Latin America. Regional E&P capex declined roughly 8% in 2025, driven largely by PEMEX budget compression. Excluding Mexico, spending across Latin America increased about 4% year over year and is expected to return to growth in 2026, rising approximately 3% as PEMEX activity stabilizes and most national and independent operators maintain or modestly increase investment. Government support and recapitalization efforts in Mexico are expected to help normalize activity from 2025 lows.
Brazil remains the region’s largest spender, with Petrobras sustaining a strong deepwater-focused investment program supported by multiple FPSO developments and revitalization projects. Argentina, Guyana and Suriname continue to drive structural growth, led by Vaca Muerta development and ongoing deepwater expansion across the Guyana-Suriname basin. A steady pipeline of offshore FIDs across Brazil, Guyana and select regional markets supports a durable long-cycle outlook for Latin American upstream spending into the latter part of the decade.
Africa capex stabilized in 2025, with spending up about 1%, and is expected to re-accelerate in 2026 with growth near 6% as gas and deepwater developments advance.

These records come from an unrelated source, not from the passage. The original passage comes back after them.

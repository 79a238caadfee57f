mod parsing;
mod settings;
mod types;

pub(crate) use types::{ConfigError, Settings, StoreBackend};
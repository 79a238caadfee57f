use std::collections::HashMap;

use serde::Serialize;

pub(crate) mod attempt;
pub(crate) mod exam;

#[derive(Debug, Serialize)]
pub(crate) struct HealthResponse {
    pub(crate) service: String,
    pub(crate) status: String,
    pub(crate) components: HashMap<String, String>,
}

#[derive(Debug, Serialize)]
pub(crate) struct RootResponse {
    pub(crate) message: String,
    pub(crate) version: String,
    pub(crate) api_prefix: String,
}
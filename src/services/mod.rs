pub(crate) mod aggregate;
pub(crate) mod answers;
pub(crate) mod catalog;
pub(crate) mod errors;
pub(crate) mod grading;
pub(crate) mod notifications;
pub(crate) mod release;
pub(crate) mod resolver;
pub(crate) mod results;
pub(crate) mod retake;
pub(crate) mod session;
pub(crate) mod submission_finalize;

Algeria remains a key driver of regional upside, supported by implementation of the 2019 Hydrocarbon Law, new licensing rounds and continued focus on long-term gas export capacity. Nigeria, Angola, Mozambique, Namibia, Côte d’Ivoire and Egypt are expected to support the next leg of growth, underpinned by a steady pipeline of offshore and LNG-linked projects.
Gas and LNG remain central to the region’s investment outlook, with projects in Mozambique and Nigeria and future phases of Rovuma LNG reinforcing a structurally gas-weighted capex mix. North and East Africa continue to gain momentum amid renewed IOC interest and expanded exploration activity, while frontier basins in Namibia and Côte d’Ivoire add longer-term upside through deepwater developments and FPSO-linked projects expected to support spending into the latter part of the decade.
Asia-Pacific. Upstream capex across Asia-Pacific remained soft in 2025, declining about 3%, largely due to lower spending in China as national oil companies recalibrate budgets amid weaker macro conditions and slower industrial activity. PetroChina and Sinopec reduced upstream spending, while CNOOC maintained relatively stable investment levels. Early indications point to a return to growth in 2026, with Chinese operators expected to increase spending focused on shale gas, tight oil and domestic gas security.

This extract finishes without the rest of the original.